With passage of Zamindari Abolition Act, 1949, the movements disappeared. In 1978, the peasants in Bihar, under the leadership of the YuvaChhatraSangharshSamity, organized a long drawn out struggle in Bodhgaya to secure land rights from the Shankar Math. The Mahants (religious heads) of the Buddhist monasteries in the area had amassed huge tracts of land under the exemption given to religious and charitable institutions in the ceiling laws of the state. The situation erupted in violence. After the Supreme Court’s directive to the effect that the land is handed over to the tillers, the struggle was considered to be successful.
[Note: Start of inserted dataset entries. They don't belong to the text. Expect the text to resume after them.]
use actix_web::{get, HttpResponse};
use askama::Template;

#[derive(Template)]
#[template(path = "index.html")]
pub(crate) struct IndexTemplate {
    pub error: Option<String>,
    pub urls: String,
}

#[get("/")]
async fn home() -> HttpResponse {
    HttpResponse::Ok().body(
        IndexTemplate {
            error: None,
            urls: String::new(),
        }
        .render()
        .unwrap(),
    )
}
Towards the end of 1946, between 30 October and 7 November, a large-scale massacre of Muslims in Bihar made Partition more likely. Begun as a reprisal for the Noakhali riot, whose death toll had been greatly overstated in immediate reports, it was difficult for authorities to deal with because it was spread out over a large number of scattered villages, and the number of casualties was impossible to establish accurately: “According to a subsequent statement in the British Parliament, the death-toll amounted to 5,000.